Reflexão do Evangelho de sábado 15 de outubro





Reflexão do Evangelho de sábado 15 de outubro
Lc 12, 8-12 -  Confessar o nome de Jesus
   

    Certa feita, Jesus diz aos Apóstolos: “Todo aquele que se declarar por mim diante dos homens, o Filho do Homem também se declarará por ele diante dos anjos de Deus”. E mais. Assegura-lhes que “se conduzidos às sinagogas, perante os principados e as autoridades”, eles não deverão se preocupar “com o que se defender, nem com o que dizer: naquele momento, o Espírito Santo lhes ensinará o que dizer”. Toda esta passagem gravita em torno do testemunho a ser dado pelos Apóstolos: confessar ou negar o nome daquele que veio transmitir ao mundo das nações uma doutrina sublime e original, expressão da grande herança espiritual de Israel. O modo como eles irão proceder terá repercussão no julgamento final: quem não reconhece o seu nome perante os homens, o Filho do homem também o negará perante os anjos de Deus. Palavras animadoras e, ao mesmo tempo, assustadoras!

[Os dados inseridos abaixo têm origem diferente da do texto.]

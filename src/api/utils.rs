use anyhow::{Error, Result};
use reqwest::Client;
use serde::de::DeserializeOwned;
use serde_json::Value;

pub async fn make_request(
    client: &Client,
    base_url: &str,
    endpoint: &str,
    params: &str,
) -> Result<Value> {
    let url = if params.is_empty() {
        format!("{}/{}", base_url, endpoint)
    } else {
        format!("{}/{}?{}", base_url, endpoint, params)
    };
    let res = client.get(&url).send().await?;

    if !res.status().is_success() {
        return Err(Error::msg(format!("Request failed: {}", res.status())));
    }

    let text = res.text().await?;
    let data = serde_json::from_str::<Value>(&text)?;

    Ok(data)
}

pub async fn parse_response_object<T>(data: Value, error_msg: &str) -> Result<T>
where
    T: DeserializeOwned,
{
    match data {
        Value::Object(obj) => serde_json::from_value(Value::Object(obj))
            .map_err(|_| Error::msg(error_msg.to_string())),
        _ => Err(Error::msg("Unexpected API response format: not an object")),
    }
}
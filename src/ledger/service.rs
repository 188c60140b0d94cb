use std::path::PathBuf;

use chrono::{Local, NaiveDate};
use rust_decimal::Decimal;

use crate::models::{Position, TransactionRecord, TransactionType};

use super::{error::LedgerError, log::TransactionLog, store::PositionStore};

pub struct LedgerService {
    store: PositionStore,
    log: TransactionLog,
}

impl LedgerService {
    pub fn new(store_path: impl Into<PathBuf>, log_path: impl Into<PathBuf>) -> Self {
        Self {
            store: PositionStore::new(store_path),
            log: TransactionLog::new(log_path),
        }
    }

    pub fn buy(
        &self,
        ticker: &str,
        quantity: i64,
        execution_price: Decimal,
        today: NaiveDate,
    ) -> Result<Position, LedgerError> {
        if quantity <= 0 {
            return Err(LedgerError::InvalidQuantity { quantity });
        }

        // Missing store reads as an empty ledger on the buy side
        let mut positions = match self.store.load() {
            Ok(positions) => positions,
            Err(LedgerError::StoreNotFound { .. }) => Vec::new(),
            Err(err) => return Err(err),
        };

        let updated = match positions.iter_mut().find(|p| p.ticker() == ticker) {
            Some(position) => {
                // Keep the original acquisition date
                position.add_shares(quantity);
                position.clone()
            }
            None => {
                let position = Position::new(ticker.to_string(), quantity, today);
                positions.push(position.clone());
                position
            }
        };

        self.store.save(&positions)?;
        self.record(TransactionType::Buy, ticker, quantity, execution_price);

        Ok(updated)
    }

    /// Selling the full held quantity drops the row and returns `None`.
    pub fn sell(
        &self,
        ticker: &str,
        quantity: i64,
        execution_price: Decimal,
    ) -> Result<Option<Position>, LedgerError> {
        if quantity <= 0 {
            return Err(LedgerError::InvalidQuantity { quantity });
        }

        let mut positions = match self.store.load() {
            Ok(positions) => positions,
            Err(LedgerError::StoreNotFound { .. }) => {
                return Err(LedgerError::NoSuchPosition {
                    ticker: ticker.to_string(),
                });
            }
            Err(err) => return Err(err),
        };

        let held = positions
            .iter()
            .find(|p| p.ticker() == ticker)
            .map(|p| *p.quantity())
            .unwrap_or(0);

        if held < quantity {
            return Err(LedgerError::InsufficientShares {
                ticker: ticker.to_string(),
                requested: quantity,
                held,
            });
        }

        let mut remaining = None;
        for position in positions.iter_mut() {
            if position.ticker() == ticker {
                position.remove_shares(quantity);
                if !position.is_closed() {
                    remaining = Some(position.clone());
                }
            }
        }
        positions.retain(|p| !(p.ticker() == ticker && p.is_closed()));

        self.store.save(&positions)?;
        self.record(TransactionType::Sell, ticker, quantity, execution_price);

        Ok(remaining)
    }

    /// Positions with a non-zero quantity, in file order.
    pub fn open_positions(&self) -> Result<impl Iterator<Item = Position>, LedgerError> {
        let positions = self.store.load()?;
        Ok(positions.into_iter().filter(|p| !p.is_closed()))
    }

    pub fn open_gain(
        position: &Position,
        purchase_price: Option<Decimal>,
        current_price: Option<Decimal>,
    ) -> Option<Decimal> {
        let purchase = purchase_price?;
        let current = current_price?;
        Some((current - purchase) * Decimal::from(*position.quantity()))
    }

    // Log append failures never fail the trade that produced them.
    fn record(&self, transaction_type: TransactionType, ticker: &str, quantity: i64, price: Decimal) {
        let record = TransactionRecord::new(
            Local::now(),
            transaction_type,
            ticker.to_string(),
            quantity,
            price,
        );

        if let Err(err) = self.log.append(&record) {
            eprintln!("Warning: Failed to write transaction log: {}", err);
        }
    }
}
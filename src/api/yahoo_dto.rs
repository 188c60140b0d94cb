use derive_getters::Getters;
use derive_new::new;
use serde::Deserialize;
use serde_json::Value;

#[derive(Debug, Deserialize, Getters, new)]
pub struct YahooChartDto {
    chart: YahooChartBodyDto,
}

impl YahooChartDto {
    pub fn first_entry(&self) -> Option<&YahooChartEntryDto> {
        self.chart.result.as_ref()?.first()
    }
}

#[derive(Debug, Deserialize, Getters, new)]
pub struct YahooChartBodyDto {
    result: Option<Vec<YahooChartEntryDto>>,
    error: Option<Value>,
}

#[derive(Debug, Deserialize, Getters, new)]
pub struct YahooChartEntryDto {
    meta: YahooMetaDto,
    indicators: YahooIndicatorsDto,
}

impl YahooChartEntryDto {
    pub fn last_close(&self) -> Option<f64> {
        self.closes()
            .and_then(|closes| closes.iter().rev().find_map(|c| *c))
            .or(self.meta.regular_market_price)
    }

    pub fn first_close(&self) -> Option<f64> {
        self.closes()?.iter().find_map(|c| *c)
    }

    fn closes(&self) -> Option<&Vec<Option<f64>>> {
        self.indicators.quote.first()?.close.as_ref()
    }
}

#[derive(Debug, Deserialize, Getters, new)]
#[serde(rename_all = "camelCase")]
pub struct YahooMetaDto {
    symbol: String,
    currency: Option<String>,
    regular_market_price: Option<f64>,
}

#[derive(Debug, Deserialize, Getters, new)]
pub struct YahooIndicatorsDto {
    quote: Vec<YahooQuoteDto>,
}

#[derive(Debug, Deserialize, Getters, new)]
pub struct YahooQuoteDto {
    close: Option<Vec<Option<f64>>>,
}
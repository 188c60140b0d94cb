use anyhow::Result;
use chrono::{NaiveDate, NaiveTime};
use reqwest::Client;

use super::{
    utils::{make_request, parse_response_object},
    yahoo_dto::YahooChartDto,
};

const BASE_URL: &str = "https://query1.finance.yahoo.com/v8/finance/chart";

pub async fn get_chart(symbol: &str, client: &Client) -> Result<YahooChartDto> {
    let params = String::from("interval=1d&range=1d");
    let res = make_request(client, BASE_URL, symbol, &params).await?;
    parse_response_object::<YahooChartDto>(
        res,
        &format!("Failed to parse Yahoo chart for {}", symbol),
    )
    .await
}

pub async fn get_chart_on_date(
    symbol: &str,
    date: NaiveDate,
    client: &Client,
) -> Result<YahooChartDto> {
    let period1 = date.and_time(NaiveTime::MIN).and_utc().timestamp();
    let period2 = period1 + 86_400;
    let params = format!("interval=1d&period1={}&period2={}", period1, period2);
    let res = make_request(client, BASE_URL, symbol, &params).await?;
    parse_response_object::<YahooChartDto>(
        res,
        &format!("Failed to parse Yahoo chart for {} on {}", symbol, date),
    )
    .await
}

// Fallback when the requested date has no bar (weekend, holiday)
pub async fn get_recent_chart(symbol: &str, client: &Client) -> Result<YahooChartDto> {
    let params = String::from("interval=1d&range=5d");
    let res = make_request(client, BASE_URL, symbol, &params).await?;
    parse_response_object::<YahooChartDto>(
        res,
        &format!("Failed to parse Yahoo chart for {}", symbol),
    )
    .await
}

A “negação” do Apóstolo ou do discípulo expressa sua não correspondência ao “sim” dito ao Senhor, no instante em que se decidiu por Ele; o “não”, deliberadamente declarado, indica a decisão de afastar-se de Jesus, de sua mensagem e da praxe de sua vida, não reconhecendo o segredo de sua relação com Deus-Pai.  Ao invés, seu “sim” é decisivo, pois efetiva a fascinante proximidade da infinita misericórdia de Deus, que regenera e é uma nova possibilidade de existir. Então, revestido do nome do Senhor, o discípulo é iluminado e fortalecido pela graça divina, que o transfigura: “Se o corpo deve tomar parte, com a alma, dos bens inefáveis no século futuro, escreve S. Gregório Palamas, é certo que também deles deve participar, na medida do possível, desde esta vida”. É a verdadeira nova criação de Deus, que desponta e madura; calam-se as paixões e os impulsos se transformam em caridade, que desperta no discípulo a responsabilidade e um grande desejo: seguir o Mestre e dar testemunho dele, mesmo com o risco de sua própria vida. O “sim” dado por ele, no início, e confirmado ao longo de sua missão, caracteriza um movimento orientado para um Salvador, chamado Jesus, o Messias, com as consequências correspondentes, inclusive o possível martírio.
    Por conseguinte, professar o nome do Senhor é aderir a Cristo e é viver na esperança, caminhando não em círculo, mas para um futuro, para um fim, na vivência de realidades que se movem num processo evolutivo articulado em julgamento e salvação, em promessa e cumprimento. Nesse dinamismo que nunca se repete, mas constantemente se renova a humanidade caminha para o termo final, para o dia de Javé, dia de purificação de todos os pecados e de salvação. O raiar deste dia deu-se com o nascimento de Jesus, profeta escatológico do “ano da graça” de Deus, juiz sobre vivos e mortos, dado ao mundo por Deus, como Salvador definitivo. O dia do Senhor é o dia futuro em que a liberdade e a justiça reinarão no mundo todo, em que as turbulências do coração se decantam como água tranquila, e cada um reconhece que a glória de Deus é sua vida e a sua glória é a visão de Deus (cf. S. Irineu).